The slim signs of recovery in the housing market have panicked them a little. The shadow cabinet is leaking its rows to the press.
But there is still no sign of Labour standing up to the bosses or the Tories over austerity.
The Tory press is keen to point out that Labour had an opinion poll lead of around ten points or so for most of 2012 and early 2013. Now Labour leads the Tories by between three and seven percentage points in every poll published in September.
And Miliband’s personal ratings are dire in a world where politics is about personality and the perception of it.
His net positive or negative rating now hovers only one point above lows achieved by William Hague between 1997 and 2001, and Iain Duncan Smith between 2001 and 2003.
One poll suggested that even 52 percent of Labour voters are dissatisfied with his performance. In contrast, a poll by Tory Lord Ashcroft shows Labour is ahead in enough marginal seats to win the next election. The survey was of 13,000 people in the 40 most marginal seats currently held by Tory MPs.

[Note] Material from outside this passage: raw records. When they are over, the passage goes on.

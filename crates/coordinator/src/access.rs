// SPDX-License-Identifier: LGPL-3.0-only
//
// This file is provided WITHOUT ANY WARRANTY;
// without even the implied warranty of MERCHANTABILITY
// or FITNESS FOR A PARTICULAR PURPOSE.

use alloy_primitives::Address;
use ciphersum_events::{OwnershipTransferred, PausedSet, ProviderAdded, ProviderRemoved};
use serde::{Deserialize, Serialize};
use std::collections::BTreeSet;

use crate::CoordinatorError;

/// Owner, provider set and the pause switch. Role checks happen in
/// [`crate::CoordinatorState::authorize`]; the methods here only apply already authorized changes.
#[derive(Clone, Debug, PartialEq, Eq, Serialize, Deserialize)]
pub struct AccessControl {
    pub owner: Address,
    pub providers: BTreeSet<Address>,
    pub paused: bool,
}

fn non_zero(addr: Address, what: &str) -> Result<Address, CoordinatorError> {
    if addr.is_zero() {
        return Err(CoordinatorError::InvalidParameters(format!(
            "{what} must not be the zero address"
        )));
    }
    Ok(addr)
}

impl AccessControl {
    pub fn new(owner: Address) -> Result<Self, CoordinatorError> {
        Ok(Self {
            owner: non_zero(owner, "owner")?,
            providers: BTreeSet::new(),
            paused: false,
        })
    }

    pub fn is_owner(&self, addr: &Address) -> bool {
        self.owner == *addr
    }

    pub fn is_provider(&self, addr: &Address) -> bool {
        self.providers.contains(addr)
    }

    pub fn transfer_ownership(
        &mut self,
        new_owner: Address,
    ) -> Result<OwnershipTransferred, CoordinatorError> {
        let new_owner = non_zero(new_owner, "new owner")?;
        let previous_owner = std::mem::replace(&mut self.owner, new_owner);
        Ok(OwnershipTransferred {
            previous_owner,
            new_owner,
        })
    }

    /// Adding a provider twice is allowed and reported again
    pub fn add_provider(&mut self, provider: Address) -> Result<ProviderAdded, CoordinatorError> {
        let provider = non_zero(provider, "provider")?;
        self.providers.insert(provider);
        Ok(ProviderAdded { provider })
    }

    pub fn remove_provider(
        &mut self,
        provider: Address,
    ) -> Result<ProviderRemoved, CoordinatorError> {
        let provider = non_zero(provider, "provider")?;
        self.providers.remove(&provider);
        Ok(ProviderRemoved { provider })
    }

    pub fn set_paused(&mut self, paused: bool) -> PausedSet {
        self.paused = paused;
        PausedSet { paused }
    }
}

The findings put Labour ahead of the Tories by 43 percent to 29 percent in the 32 seats where Tory MPs have the smallest majorities over Labour.
The 14-point advantage is almost treble Labour’s 5-point lead over the Tories in a similar poll by Lord Ashcroft across the whole of Britain. In part, this is because of a collapse of the Lib Dems and Ukip taking Tory votes.
The findings would give Labour a comfortable 60-seat majority. In that context, it takes a rare genius to choose this moment to try and further weaken the link with the unions.
The right of the party think it is always useful for a Labour leader to pick a fight with the unions. But the farce over the “investigation” into the Falkirk candidate selection showed that was a mistake.
Every Labour member recruited by Unite signed affidavits stating they’d freely joined the party.
Unite’s Stevie Deans, chair of the Falkirk party, was threatened with suspension at work. But workers threatened to shut the Grangemouth oil refinery unless the threat was lifted.
Even in Labour Party rows the potential for strikes have an effect. Tom Watson MP resigned as the party’s campaigns chief over the attack on Unite. He has yet to be replaced.
Despite backing down Miliband is still going ahead with a review of the union link.
The union bureaucrats are Miliband’s greatest allies. But he doesn’t want them. The risk for Miliband is that a potential £9 million will be lost in union fees and donations.
Union leaders are furious with Miliband—but they still want a Labour government. That is why there was slim polite applause for Miliband at the TUC Congress earlier this month.
Among all the blather about One Nation, Labour is looking to find unpopular things to get rid of without promising to spend cash. Unfortunately that means it is happy to be part of a racist anti-immigrant consensus.
More positively, Miliband is set to announce a rowing back over the bedroom tax at the Labour Party conference this weekend. He will probably do something similar to what he did the TUC over zero hours contracts. There he denounced the widespread use of exploitative contracts without arguing he’d outlaw them completely.
It’s not much. Labour has committed to the Tories spending figures. That guarantees there will be cuts in the first year of any Labour government.
The refusal to fight cuts now, or promise to reverse them, is the main reason why not even the staunchest Labour supporters are enthusiastic about Miliband.